## [ABOUT THIS EXERCISE]
The answer must consist of each line below that contains the string "goniometry".

------------------------

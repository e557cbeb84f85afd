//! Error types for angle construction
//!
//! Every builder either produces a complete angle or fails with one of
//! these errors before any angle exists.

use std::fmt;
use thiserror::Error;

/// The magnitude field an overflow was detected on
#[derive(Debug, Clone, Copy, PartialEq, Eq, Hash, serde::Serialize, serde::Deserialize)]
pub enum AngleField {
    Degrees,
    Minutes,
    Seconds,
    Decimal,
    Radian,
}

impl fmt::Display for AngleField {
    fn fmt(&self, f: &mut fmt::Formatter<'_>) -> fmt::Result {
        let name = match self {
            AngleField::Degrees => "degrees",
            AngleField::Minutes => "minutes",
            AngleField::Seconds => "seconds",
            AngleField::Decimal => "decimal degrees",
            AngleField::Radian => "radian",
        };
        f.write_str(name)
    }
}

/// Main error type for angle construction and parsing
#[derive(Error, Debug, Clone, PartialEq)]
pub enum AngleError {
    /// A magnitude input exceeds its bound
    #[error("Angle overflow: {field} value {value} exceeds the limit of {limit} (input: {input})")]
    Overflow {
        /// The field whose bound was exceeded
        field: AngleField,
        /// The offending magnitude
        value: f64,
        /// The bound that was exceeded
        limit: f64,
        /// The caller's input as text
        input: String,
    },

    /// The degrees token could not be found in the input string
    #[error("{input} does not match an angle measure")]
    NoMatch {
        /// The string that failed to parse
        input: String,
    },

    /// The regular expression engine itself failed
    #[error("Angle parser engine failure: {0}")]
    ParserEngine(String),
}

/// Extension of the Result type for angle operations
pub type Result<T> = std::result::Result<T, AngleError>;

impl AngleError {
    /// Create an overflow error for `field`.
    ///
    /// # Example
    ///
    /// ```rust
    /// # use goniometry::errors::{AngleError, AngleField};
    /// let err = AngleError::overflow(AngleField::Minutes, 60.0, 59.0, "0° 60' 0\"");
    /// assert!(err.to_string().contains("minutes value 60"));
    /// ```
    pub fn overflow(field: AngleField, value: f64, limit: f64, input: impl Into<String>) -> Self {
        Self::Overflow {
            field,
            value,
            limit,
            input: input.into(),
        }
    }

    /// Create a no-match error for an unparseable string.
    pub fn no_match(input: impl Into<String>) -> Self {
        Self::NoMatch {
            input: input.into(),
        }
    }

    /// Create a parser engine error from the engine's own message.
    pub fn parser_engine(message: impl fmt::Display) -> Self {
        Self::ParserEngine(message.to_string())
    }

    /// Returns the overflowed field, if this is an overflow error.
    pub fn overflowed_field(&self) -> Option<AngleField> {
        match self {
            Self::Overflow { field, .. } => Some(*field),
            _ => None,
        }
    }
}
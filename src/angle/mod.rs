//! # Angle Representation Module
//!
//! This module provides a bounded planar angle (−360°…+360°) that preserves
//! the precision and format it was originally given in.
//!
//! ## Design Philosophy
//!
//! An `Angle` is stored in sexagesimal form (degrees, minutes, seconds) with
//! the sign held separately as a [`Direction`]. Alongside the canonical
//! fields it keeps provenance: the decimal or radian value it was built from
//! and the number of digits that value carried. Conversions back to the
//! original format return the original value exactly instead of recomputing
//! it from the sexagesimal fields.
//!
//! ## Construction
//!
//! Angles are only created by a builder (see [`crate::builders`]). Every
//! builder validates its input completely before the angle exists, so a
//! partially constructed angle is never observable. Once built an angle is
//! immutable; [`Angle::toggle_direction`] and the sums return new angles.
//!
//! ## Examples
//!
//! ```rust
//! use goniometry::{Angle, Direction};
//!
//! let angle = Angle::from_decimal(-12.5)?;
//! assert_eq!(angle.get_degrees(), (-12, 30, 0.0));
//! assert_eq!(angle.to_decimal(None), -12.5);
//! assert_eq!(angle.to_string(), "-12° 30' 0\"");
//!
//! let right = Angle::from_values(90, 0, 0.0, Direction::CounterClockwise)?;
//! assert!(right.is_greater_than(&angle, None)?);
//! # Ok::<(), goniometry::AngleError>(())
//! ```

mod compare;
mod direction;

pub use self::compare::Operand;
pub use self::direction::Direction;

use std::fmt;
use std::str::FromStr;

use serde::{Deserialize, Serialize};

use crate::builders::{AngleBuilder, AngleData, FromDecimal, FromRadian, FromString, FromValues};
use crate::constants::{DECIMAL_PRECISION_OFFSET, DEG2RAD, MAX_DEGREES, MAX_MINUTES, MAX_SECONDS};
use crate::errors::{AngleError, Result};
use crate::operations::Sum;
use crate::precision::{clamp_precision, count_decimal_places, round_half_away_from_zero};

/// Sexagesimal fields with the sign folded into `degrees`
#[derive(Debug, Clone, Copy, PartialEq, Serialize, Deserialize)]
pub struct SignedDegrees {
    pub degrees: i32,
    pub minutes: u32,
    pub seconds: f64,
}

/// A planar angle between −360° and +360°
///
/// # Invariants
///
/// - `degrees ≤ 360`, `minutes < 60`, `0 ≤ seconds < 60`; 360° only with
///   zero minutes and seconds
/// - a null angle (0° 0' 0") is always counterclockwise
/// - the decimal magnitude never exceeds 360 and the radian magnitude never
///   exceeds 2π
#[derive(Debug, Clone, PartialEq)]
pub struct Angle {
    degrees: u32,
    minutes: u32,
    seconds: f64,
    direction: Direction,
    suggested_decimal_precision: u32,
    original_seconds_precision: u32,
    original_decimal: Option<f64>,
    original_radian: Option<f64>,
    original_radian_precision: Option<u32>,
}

------------------------

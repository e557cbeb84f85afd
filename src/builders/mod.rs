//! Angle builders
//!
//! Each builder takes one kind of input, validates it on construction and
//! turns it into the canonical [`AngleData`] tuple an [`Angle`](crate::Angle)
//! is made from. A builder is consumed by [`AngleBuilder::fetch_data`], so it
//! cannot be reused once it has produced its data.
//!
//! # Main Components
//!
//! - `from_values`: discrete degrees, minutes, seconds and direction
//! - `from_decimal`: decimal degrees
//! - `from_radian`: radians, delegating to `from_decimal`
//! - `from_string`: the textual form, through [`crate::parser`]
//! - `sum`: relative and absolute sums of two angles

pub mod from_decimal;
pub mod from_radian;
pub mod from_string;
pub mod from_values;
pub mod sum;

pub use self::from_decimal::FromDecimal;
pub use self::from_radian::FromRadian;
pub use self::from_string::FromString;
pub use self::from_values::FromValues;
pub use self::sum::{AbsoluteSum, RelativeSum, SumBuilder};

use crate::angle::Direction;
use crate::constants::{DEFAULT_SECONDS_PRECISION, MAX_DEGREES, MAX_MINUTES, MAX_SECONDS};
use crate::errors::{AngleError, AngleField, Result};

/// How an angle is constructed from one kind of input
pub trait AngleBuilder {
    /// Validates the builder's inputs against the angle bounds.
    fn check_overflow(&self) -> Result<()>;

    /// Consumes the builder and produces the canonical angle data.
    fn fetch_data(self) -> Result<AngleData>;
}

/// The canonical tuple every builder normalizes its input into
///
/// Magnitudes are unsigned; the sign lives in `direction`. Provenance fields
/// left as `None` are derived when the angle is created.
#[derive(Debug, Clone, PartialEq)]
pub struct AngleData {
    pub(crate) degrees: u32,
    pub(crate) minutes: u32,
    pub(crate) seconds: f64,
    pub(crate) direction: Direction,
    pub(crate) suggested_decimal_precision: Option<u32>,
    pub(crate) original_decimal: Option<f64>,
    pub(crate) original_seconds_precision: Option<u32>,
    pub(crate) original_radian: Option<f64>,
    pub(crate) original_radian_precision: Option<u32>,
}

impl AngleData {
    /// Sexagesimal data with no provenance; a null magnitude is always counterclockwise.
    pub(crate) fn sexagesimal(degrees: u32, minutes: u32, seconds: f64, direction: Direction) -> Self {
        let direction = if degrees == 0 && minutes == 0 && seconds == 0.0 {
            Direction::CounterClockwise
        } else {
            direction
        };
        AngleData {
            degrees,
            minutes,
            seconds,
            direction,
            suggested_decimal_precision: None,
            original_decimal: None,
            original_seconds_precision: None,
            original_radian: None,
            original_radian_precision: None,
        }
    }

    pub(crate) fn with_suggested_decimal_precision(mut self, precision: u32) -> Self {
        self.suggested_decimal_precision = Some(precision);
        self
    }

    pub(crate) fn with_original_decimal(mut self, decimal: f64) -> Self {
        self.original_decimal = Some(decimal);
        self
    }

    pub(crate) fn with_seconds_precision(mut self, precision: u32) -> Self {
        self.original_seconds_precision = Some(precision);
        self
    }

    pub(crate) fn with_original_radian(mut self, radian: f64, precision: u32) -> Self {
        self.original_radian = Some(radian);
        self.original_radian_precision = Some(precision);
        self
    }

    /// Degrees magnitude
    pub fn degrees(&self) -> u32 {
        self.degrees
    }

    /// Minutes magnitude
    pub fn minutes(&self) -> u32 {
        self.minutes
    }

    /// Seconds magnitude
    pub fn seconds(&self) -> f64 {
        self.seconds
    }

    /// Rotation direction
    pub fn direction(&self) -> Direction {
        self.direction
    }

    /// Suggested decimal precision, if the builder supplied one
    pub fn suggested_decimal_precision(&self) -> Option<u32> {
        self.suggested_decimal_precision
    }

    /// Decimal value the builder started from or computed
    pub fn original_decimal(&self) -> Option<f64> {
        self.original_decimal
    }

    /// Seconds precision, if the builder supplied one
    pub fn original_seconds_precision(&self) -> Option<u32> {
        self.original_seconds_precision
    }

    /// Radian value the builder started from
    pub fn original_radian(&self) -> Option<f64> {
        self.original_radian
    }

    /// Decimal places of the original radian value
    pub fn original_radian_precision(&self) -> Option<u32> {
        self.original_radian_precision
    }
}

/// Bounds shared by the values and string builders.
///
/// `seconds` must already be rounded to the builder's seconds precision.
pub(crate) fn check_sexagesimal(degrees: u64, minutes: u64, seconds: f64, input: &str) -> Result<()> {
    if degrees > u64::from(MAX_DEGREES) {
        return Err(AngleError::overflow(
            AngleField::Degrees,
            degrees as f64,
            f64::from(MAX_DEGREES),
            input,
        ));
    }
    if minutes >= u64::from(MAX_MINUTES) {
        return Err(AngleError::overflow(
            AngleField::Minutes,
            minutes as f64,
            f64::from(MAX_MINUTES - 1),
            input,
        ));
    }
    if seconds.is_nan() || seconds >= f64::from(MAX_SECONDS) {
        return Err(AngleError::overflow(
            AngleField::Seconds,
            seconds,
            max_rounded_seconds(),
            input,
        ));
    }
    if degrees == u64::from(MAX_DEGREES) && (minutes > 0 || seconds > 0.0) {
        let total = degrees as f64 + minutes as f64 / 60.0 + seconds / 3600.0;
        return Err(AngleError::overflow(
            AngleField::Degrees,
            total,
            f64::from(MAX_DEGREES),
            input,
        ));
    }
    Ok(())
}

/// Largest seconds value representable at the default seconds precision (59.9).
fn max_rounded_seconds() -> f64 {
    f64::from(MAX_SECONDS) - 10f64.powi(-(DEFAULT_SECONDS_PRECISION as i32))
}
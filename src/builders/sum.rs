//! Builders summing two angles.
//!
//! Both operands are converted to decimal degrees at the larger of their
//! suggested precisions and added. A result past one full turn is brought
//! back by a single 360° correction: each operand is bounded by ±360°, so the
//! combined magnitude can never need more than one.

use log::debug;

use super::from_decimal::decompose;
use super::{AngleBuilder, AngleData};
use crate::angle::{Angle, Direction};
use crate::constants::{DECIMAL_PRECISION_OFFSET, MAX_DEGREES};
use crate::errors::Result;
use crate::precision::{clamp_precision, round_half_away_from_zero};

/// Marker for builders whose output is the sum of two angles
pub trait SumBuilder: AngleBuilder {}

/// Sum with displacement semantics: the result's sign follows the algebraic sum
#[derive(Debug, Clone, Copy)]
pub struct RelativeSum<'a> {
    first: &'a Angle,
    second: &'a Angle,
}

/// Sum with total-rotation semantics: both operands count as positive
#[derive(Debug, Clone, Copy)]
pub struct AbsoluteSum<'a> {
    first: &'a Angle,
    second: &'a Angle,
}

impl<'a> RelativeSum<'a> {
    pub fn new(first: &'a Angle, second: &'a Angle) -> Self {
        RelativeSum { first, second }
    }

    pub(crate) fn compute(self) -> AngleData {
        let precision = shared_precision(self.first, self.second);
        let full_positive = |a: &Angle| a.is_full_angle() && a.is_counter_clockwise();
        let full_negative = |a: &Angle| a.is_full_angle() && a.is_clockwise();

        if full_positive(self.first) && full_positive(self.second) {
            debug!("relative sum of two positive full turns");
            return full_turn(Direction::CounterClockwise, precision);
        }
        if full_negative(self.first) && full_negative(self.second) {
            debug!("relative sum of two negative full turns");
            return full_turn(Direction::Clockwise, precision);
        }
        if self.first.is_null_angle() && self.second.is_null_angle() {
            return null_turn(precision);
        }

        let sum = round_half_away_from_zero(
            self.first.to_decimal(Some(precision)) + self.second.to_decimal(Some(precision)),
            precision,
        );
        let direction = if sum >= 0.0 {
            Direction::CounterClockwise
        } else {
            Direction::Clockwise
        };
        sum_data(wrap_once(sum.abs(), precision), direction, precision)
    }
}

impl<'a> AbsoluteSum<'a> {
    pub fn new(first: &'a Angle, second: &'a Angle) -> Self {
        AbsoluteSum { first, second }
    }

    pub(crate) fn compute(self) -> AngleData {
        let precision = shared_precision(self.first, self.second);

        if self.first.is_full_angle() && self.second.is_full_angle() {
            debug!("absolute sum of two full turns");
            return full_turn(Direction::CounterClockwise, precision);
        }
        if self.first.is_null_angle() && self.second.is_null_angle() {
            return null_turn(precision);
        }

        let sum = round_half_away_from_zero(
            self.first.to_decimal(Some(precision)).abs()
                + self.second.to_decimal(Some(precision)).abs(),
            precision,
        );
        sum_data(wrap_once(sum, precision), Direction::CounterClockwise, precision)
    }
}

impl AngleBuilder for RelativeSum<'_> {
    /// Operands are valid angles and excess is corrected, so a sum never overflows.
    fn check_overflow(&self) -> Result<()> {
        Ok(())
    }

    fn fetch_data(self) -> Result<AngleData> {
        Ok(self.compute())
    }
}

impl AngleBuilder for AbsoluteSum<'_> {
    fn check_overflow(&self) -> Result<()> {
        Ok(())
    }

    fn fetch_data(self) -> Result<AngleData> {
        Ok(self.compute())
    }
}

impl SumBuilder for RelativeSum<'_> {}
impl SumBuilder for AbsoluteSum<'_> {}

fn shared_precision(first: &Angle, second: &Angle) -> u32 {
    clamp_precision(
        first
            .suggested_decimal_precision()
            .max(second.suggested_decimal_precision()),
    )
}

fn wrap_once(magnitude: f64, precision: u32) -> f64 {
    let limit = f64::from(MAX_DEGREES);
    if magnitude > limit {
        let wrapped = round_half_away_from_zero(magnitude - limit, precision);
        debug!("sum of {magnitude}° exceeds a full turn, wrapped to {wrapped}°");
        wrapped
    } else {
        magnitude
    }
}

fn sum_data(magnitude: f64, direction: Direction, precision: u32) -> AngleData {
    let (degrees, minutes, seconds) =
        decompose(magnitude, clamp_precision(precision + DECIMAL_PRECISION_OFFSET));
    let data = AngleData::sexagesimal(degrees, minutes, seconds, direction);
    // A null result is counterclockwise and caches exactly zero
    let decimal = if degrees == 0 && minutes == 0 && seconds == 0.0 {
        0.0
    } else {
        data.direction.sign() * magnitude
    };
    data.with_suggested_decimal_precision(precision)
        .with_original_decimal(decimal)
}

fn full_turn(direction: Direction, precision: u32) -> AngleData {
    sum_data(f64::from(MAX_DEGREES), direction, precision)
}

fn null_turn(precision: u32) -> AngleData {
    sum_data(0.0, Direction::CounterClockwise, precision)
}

------------------------

## [TASK OUTPUT]
    /// # use goniometry::errors::{AngleError, AngleField};
//! use goniometry::{Angle, Direction};
//! # Ok::<(), goniometry::AngleError>(())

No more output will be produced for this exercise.